Problem details |
Find all the lines in the entries below that hold the word "PipelineError" and copy them.

+ + + +

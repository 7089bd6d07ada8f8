use std::time::{Duration, Instant};

/// Accumulating stopwatch.
#[derive(Debug, Default)]
pub struct Timer {
    start: Option<Instant>,
    total: Duration,
}

impl Timer {
    pub fn new() -> Self {
        Self::default()
    }

    pub fn start(&mut self) {
        self.start = Some(Instant::now());
    }

    /// Stops the timer and adds the lap to the total.
    pub fn stop(&mut self) -> Duration {
        match self.start.take() {
            Some(start) => {
                let lap = start.elapsed();
                self.total += lap;
                lap
            }
            None => Duration::ZERO,
        }
    }

    pub fn total(&self) -> Duration {
        self.total
    }

    pub fn total_ms(&self) -> f64 {
        self.total.as_secs_f64() * 1000.0
    }
}

/// Runs `f` and returns its result with the elapsed time.
pub fn time_fn<F, R>(f: F) -> (R, Duration)
where
    F: FnOnce() -> R,
{
    let start = Instant::now();
    let result = f();
    (result, start.elapsed())
}

/// Summary of repeated timings, in milliseconds.
#[derive(Debug, Clone, PartialEq)]
pub struct BenchmarkStats {
    pub mean_ms: f64,
    pub std_dev_ms: f64,
    pub min_ms: f64,
    pub max_ms: f64,
    pub median_ms: f64,
}

impl BenchmarkStats {
    /// `None` for an empty sample.
    pub fn from_times(mut times: Vec<f64>) -> Option<Self> {
        if times.is_empty() {
            return None;
        }
        times.sort_by(f64::total_cmp);
        let n = times.len();
        let mean = times.iter().sum::<f64>() / n as f64;
        let variance = times.iter().map(|t| (t - mean).powi(2)).sum::<f64>() / n as f64;
        let median = if n % 2 == 0 {
            (times[n / 2 - 1] + times[n / 2]) / 2.0
        } else {
            times[n / 2]
        };
        Some(Self {
            mean_ms: mean,
            std_dev_ms: variance.sqrt(),
            min_ms: times[0],
            max_ms: times[n - 1],
            median_ms: median,
        })
    }
}

impl std::fmt::Display for BenchmarkStats {
    fn fmt(&self, f: &mut std::fmt::Formatter<'_>) -> std::fmt::Result {
        write!(
            f,
            "mean {:.1} ms ± {:.1} (median {:.1}, min {:.1}, max {:.1})",
            self.mean_ms, self.std_dev_ms, self.median_ms, self.min_ms, self.max_ms
        )
    }
}

#[cfg(test)]
mod tests {
    use super::*;

    #[test]
    fn test_stats_from_times() {
        let stats = BenchmarkStats::from_times(vec![3.0, 1.0, 2.0, 4.0]).unwrap();
        assert_eq!(stats.min_ms, 1.0);
        assert_eq!(stats.max_ms, 4.0);
        assert_eq!(stats.median_ms, 2.5);
        assert_eq!(stats.mean_ms, 2.5);
        assert!(BenchmarkStats::from_times(Vec::new()).is_none());
    }

    #[test]
    fn test_timer_accumulates() {
        let mut timer = Timer::new();
        assert_eq!(timer.stop(), Duration::ZERO);
        timer.start();
        let lap = timer.stop();
        assert_eq!(timer.total(), lap);
    }
}
//! Mini-batch gradient-descent training loop.
//!
//! A [`Trainer`] combines a loss, an optimizer and a regularizer and fits any
//! [`TrainableModel`] over dense `ndarray` inputs. It is immutable once built
//! and can be reused for several models of the same type.

use crate::error::{PipelineError, Result};
use crate::loss::Loss;
use crate::model::{ParamOps, TrainableModel};
use crate::optimizer::Optimizer;
use crate::regularizers::Regularizer;
use ndarray::{s, Array1, Array2};
use std::marker::PhantomData;
use std::time::Instant;
use tracing::debug;

/// Summary of a `fit` call.
#[derive(Debug, Clone, Copy, PartialEq, serde::Serialize, serde::Deserialize)]
pub struct TrainReport {
    pub epochs: usize,
    pub final_loss: f64,
    /// The deadline passed before `max_epochs` were run.
    pub stopped_early: bool,
}

pub struct Trainer<L, O, M, R> {
    pub(crate) batch_size: usize,
    pub(crate) max_epochs: usize,
    pub(crate) verbose: bool,
    pub(crate) deadline: Option<Instant>,
    pub(crate) loss_fn: L,
    pub(crate) optimizer: O,
    pub(crate) regularizer: R,
    _model: PhantomData<fn() -> M>,
}

/// Fluent builder for [`Trainer`].
///
/// Defaults: `batch_size` 32, `max_epochs` 1000, `verbose` true, no deadline.
pub struct TrainerBuilder<L, O, M, R> {
    batch_size: usize,
    max_epochs: usize,
    verbose: bool,
    deadline: Option<Instant>,
    loss_fn: L,
    optimizer: O,
    regularizer: R,
    _model: PhantomData<fn() -> M>,
}

impl<L, O, M, R> TrainerBuilder<L, O, M, R> {
    pub fn new(loss_fn: L, optimizer: O, regularizer: R) -> Self {
        Self {
            batch_size: 32,
            max_epochs: 1000,
            verbose: true,
            deadline: None,
            loss_fn,
            optimizer,
            regularizer,
            _model: PhantomData,
        }
    }

    pub fn batch_size(mut self, size: usize) -> Self {
        self.batch_size = size;
        self
    }

    pub fn max_epochs(mut self, epochs: usize) -> Self {
        self.max_epochs = epochs;
        self
    }

    /// Logs the loss of every epoch at debug level.
    pub fn verbose(mut self, verbose: bool) -> Self {
        self.verbose = verbose;
        self
    }

    /// Stop after the epoch during which `deadline` passes. At least one epoch always runs.
    pub fn deadline(mut self, deadline: Option<Instant>) -> Self {
        self.deadline = deadline;
        self
    }

    pub fn build(self) -> Trainer<L, O, M, R> {
        Trainer {
            batch_size: self.batch_size,
            max_epochs: self.max_epochs,
            verbose: self.verbose,
            deadline: self.deadline,
            loss_fn: self.loss_fn,
            optimizer: self.optimizer,
            regularizer: self.regularizer,
            _model: PhantomData,
        }
    }
}

impl<L, O, M, R> Trainer<L, O, M, R> {
    pub fn builder(loss_fn: L, optimizer: O, regularizer: R) -> TrainerBuilder<L, O, M, R> {
        TrainerBuilder::new(loss_fn, optimizer, regularizer)
    }
}

impl<L, O, M, P, R> Trainer<L, O, M, R>
where
    L: Loss,
    M: TrainableModel<Input = Array2<f64>, Prediction = Array1<f64>, Params = P, Gradients = P>,
    O: Optimizer<P>,
    R: Regularizer<M>,
    P: ParamOps,
{
    /// Runs up to `max_epochs` passes over `(x, y)` in row order.
    ///
    /// # Errors
    /// `InvalidArgument` for empty data, mismatched lengths, a zero batch size,
    /// or a loss that becomes non-finite.
    pub fn fit(&self, mut model: M, x: &Array2<f64>, y: &Array1<f64>) -> Result<(M::Output, TrainReport)> {
        let n = x.nrows();
        if n == 0 {
            return Err(PipelineError::InvalidArgument("training data is empty".to_string()));
        }
        if y.len() != n {
            return Err(PipelineError::InvalidArgument(format!(
                "{} feature rows but {} targets",
                n,
                y.len()
            )));
        }
        if self.batch_size == 0 {
            return Err(PipelineError::InvalidArgument("batch size must be positive".to_string()));
        }

        let mut report = TrainReport {
            epochs: 0,
            final_loss: f64::NAN,
            stopped_early: false,
        };

        for epoch in 0..self.max_epochs {
            let mut weighted_loss = 0.0;
            let mut penalty = 0.0;
            for start in (0..n).step_by(self.batch_size) {
                let end = (start + self.batch_size).min(n);
                let batch_x = x.slice(s![start..end, ..]).to_owned();
                let batch_y = y.slice(s![start..end]).to_owned();

                let preds = model.forward(&batch_x);
                weighted_loss += self.loss_fn.loss(&preds, &batch_y) * (end - start) as f64;

                let (reg_penalty, reg_grad) = self.regularizer.regularizer_penalty_grad(&model);
                penalty = reg_penalty;
                let grad_preds = self.loss_fn.grad_wrt_prediction(&preds, &batch_y);
                let grads = model.backward(&batch_x, &grad_preds).add(&reg_grad);
                let new_params = self.optimizer.step(model.params(), &grads);
                model.update_params(&new_params);
            }

            let epoch_loss = weighted_loss / n as f64 + penalty;
            if !epoch_loss.is_finite() {
                return Err(PipelineError::InvalidArgument(format!(
                    "training diverged at epoch {}; lower the learning rate",
                    epoch
                )));
            }
            report.epochs = epoch + 1;
            report.final_loss = epoch_loss;
            if self.verbose {
                debug!(epoch, loss = epoch_loss, "epoch finished");
            }

            if self.deadline.is_some_and(|d| Instant::now() >= d) && epoch + 1 < self.max_epochs {
                report.stopped_early = true;
                break;
            }
        }

        Ok((model.into_fitted(), report))
    }
}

+ + + +

Your response |
use crate::error::{PipelineError, Result};
            return Err(PipelineError::InvalidArgument("training data is empty".to_string()));
            return Err(PipelineError::InvalidArgument(format!(
            return Err(PipelineError::InvalidArgument("batch size must be positive".to_string()));
                return Err(PipelineError::InvalidArgument(format!(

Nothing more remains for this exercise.